Velasco was voted the team's most improved player in 2006. After showing improvement he was the number 1 split guard on the Bulldog's football team. He graduated with a diploma in Health and Physical Education.

==Professional career==
===Tennessee Titans===
After declaring for the 2008 NFL draft, Velasco was thought to possibly be a 6-7th round pick. After going undrafted he was signed by the Tennessee Titans and wore number 61. He only played in one game for the 2009 season.

During the 2010 season, Velasco played left guard and center in all 16 games, starting 3 of them. He had his first career start on October 10 in a 34–27 win over the Dallas Cowboys. For the 2011 season he didn't start any regular season games but played in all of them. In 2012, he would have a breakout year starting for the Titans at left guard and center for every regular season contest. He was ranked the 11th best center for the 2012 season.

===Pittsburgh Steelers===
After becoming a free agent after the 2012 season, he remained on the free agent market until Maurkice Pouncey of the Pittsburgh Steelers went down with a torn ACL in Week 1 of the regular season. After coming in and replacing Pouncey at Center, Velasco went down with an achilles tendon injury during a Thursday Night Football game against the Baltimore Ravens. He would be placed on injured reserved, being another lineman lost for the injury plagued Steelers 2013 season. He recorded 11 starts for the team that season and would become a free agent at the end of the season.

===Carolina Panthers (first stint)===
In July 2014, the Carolina Panthers announced the signing of Fernando Velasco. He would finally return to wearing his college number of 75 and would play Guard for the Panthers. Velasco would play both left guard and right guard for the Panthers, starting 7 games and playing in 13.

===Tennessee Titans===
On June 9, 2015, the Tennessee Titans signed Fernando Velasco, reuniting him with his original team. He was signed after the Titans drafted quarterback Marcus Mariota and after a horrible 2014 season by Brian Schwenke. Schwenke ranked 32nd among all centers in the NFL. The Titans brought in the five-year veteran to compete for the starting center job and protect the rookie quarterback. On August 30, 2015, it was reported that Velasco had been one of ten players waived from the team.

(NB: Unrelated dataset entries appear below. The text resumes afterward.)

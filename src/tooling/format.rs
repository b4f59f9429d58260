//! Format resolutions, batches, entities, and validation results as text.

use crate::registry::{EntityDescriptor, ValidationResult};
use crate::resolver::{BatchResolution, ResolutionResult};
use comfy_table::presets::UTF8_BORDERS_ONLY;
use comfy_table::Table;
use owo_colors::OwoColorize;
use serde_json::Value;

/// Format a section heading with bold/underline.
pub fn format_section_heading(title: &str) -> String {
    format!("{}", title.bold().underline())
}

/// Format a single resolution as human-readable text.
pub fn format_resolution_text(
    entity_id: &str,
    filename: &str,
    result: &ResolutionResult,
) -> String {
    let mut out = String::new();
    out.push_str(&format!(
        "{}\n\n",
        format_section_heading(&format!("{} / {}", entity_id, filename))
    ));
    out.push_str(&format!(
        "  Resolved: {}\n",
        if result.is_success() { "yes" } else { "no" }
    ));
    out.push_str(&format!("  Source: {}\n", result.source()));
    if let Some(error) = result.error() {
        out.push_str(&format!("  Error: {}\n", error));
    }
    if let Some(urls) = result.provenance() {
        for (label, url) in [("Raw", &urls.raw), ("API", &urls.api), ("Web", &urls.html)] {
            if let Some(url) = url {
                out.push_str(&format!("  {} URL: {}\n", label, url));
            }
        }
    }
    if let Some(data) = result.data() {
        out.push('\n');
        out.push_str(&format_data_text(data));
        out.push('\n');
    }
    out
}

/// Render a value. Arrays of objects become a table keyed by the first row's
/// columns; strings print verbatim; anything else is pretty JSON.
pub fn format_data_text(data: &Value) -> String {
    match data {
        Value::String(text) => text.clone(),
        Value::Array(rows) if !rows.is_empty() && rows.iter().all(Value::is_object) => {
            let header: Vec<String> = rows[0]
                .as_object()
                .map(|row| row.keys().cloned().collect())
                .unwrap_or_default();
            let mut table = Table::new();
            table.load_preset(UTF8_BORDERS_ONLY);
            table.set_header(header.clone());
            for row in rows {
                table.add_row(
                    header
                        .iter()
                        .map(|column| cell_text(row.get(column)))
                        .collect::<Vec<_>>(),
                );
            }
            format!("{}\n\n{} rows.", table, rows.len())
        }
        other => serde_json::to_string_pretty(other).unwrap_or_else(|_| other.to_string()),
    }
}

fn cell_text(value: Option<&Value>) -> String {
    match value {
        None | Some(Value::Null) => String::new(),
        Some(Value::String(s)) => s.clone(),
        Some(other) => other.to_string(),
    }
}

/// Format a batch as a per-file summary table.
pub fn format_batch_text(batch: &BatchResolution) -> String {
    let mut out = String::new();
    out.push_str(&format!(
        "{}\n\n",
        format_section_heading(&format!("Batch: {}", batch.entity_id))
    ));
    if batch.results.is_empty() {
        out.push_str("Entity declares no files.\n");
        return out;
    }
    let mut table = Table::new();
    table.load_preset(UTF8_BORDERS_ONLY);
    table.set_header(vec!["File", "Resolved", "Source", "Error"]);
    for (file, result) in &batch.results {
        table.add_row(vec![
            file.clone(),
            if result.is_success() { "yes" } else { "no" }.to_string(),
            result.source().to_string(),
            result.error().unwrap_or("-").to_string(),
        ]);
    }
    out.push_str(&format!("{}\n\n", table));
    out.push_str(&format!(
        "Total: {} files, {} resolved, {} failed.\n",
        batch.summary.attempted,
        batch.summary.succeeded,
        batch.summary.failed()
    ));
    out
}

/// Format the registered entities.
pub fn format_entities_text(entities: &[&EntityDescriptor]) -> String {
    let mut out = String::new();
    out.push_str(&format!("{}\n\n", format_section_heading("Entities")));
    if entities.is_empty() {
        out.push_str("No entities configured.\n");
        return out;
    }
    let mut table = Table::new();
    table.load_preset(UTF8_BORDERS_ONLY);
    table.set_header(vec!["Entity", "Files", "Remote folder", "Description"]);
    for entity in entities {
        table.add_row(vec![
            entity.entity_id.clone(),
            entity.files.join(", "),
            entity.remote_folder.clone(),
            entity.description.clone().unwrap_or_else(|| "-".to_string()),
        ]);
    }
    out.push_str(&format!("{}\n\n", table));
    out.push_str(&format!("Total: {} entities.\n", entities.len()));
    out
}

/// Format validation results, one section per subject.
pub fn format_validation_text(results: &[ValidationResult]) -> String {
    let mut out = String::new();
    out.push_str(&format!("{}\n\n", format_section_heading("Validation")));
    for result in results {
        out.push_str(&format!(
            "{} ({}/{} checks passed)\n",
            result.subject,
            result.passed_checks(),
            result.checks.len()
        ));
        for (description, passed) in &result.checks {
            let mark = if *passed { "ok" } else { "FAIL" };
            out.push_str(&format!("  [{}] {}\n", mark, description));
        }
        for error in &result.errors {
            out.push_str(&format!("  error: {}\n", error));
        }
        out.push('\n');
    }
    let valid = results.iter().filter(|r| r.is_valid()).count();
    out.push_str(&format!("Total: {} checked, {} valid.\n", results.len(), valid));
    out
}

===Carolina Panthers (second stint)===
On September 17, 2015, Velasco was signed by the Panthers to play center and back up their four-time Pro Bowl center, Ryan Kalil. After an ankle injury to Kalil, Velasco would start the Week 8 contest against the Indianapolis Colts.

On February 7, 2016, Velasco was part of the Panthers team that played in Super Bowl 50. In the game, the Panthers fell to the Denver Broncos by a score of 24–10.

===Buffalo Bills===
On April 7, 2016, Velasco signed with the Buffalo Bills. On September 2, 2016, he was released by the Bills as part of final roster cuts.

==Coaching career==

On June 2, 2017, Velasco was hired as player relations coordinator for the University of Georgia.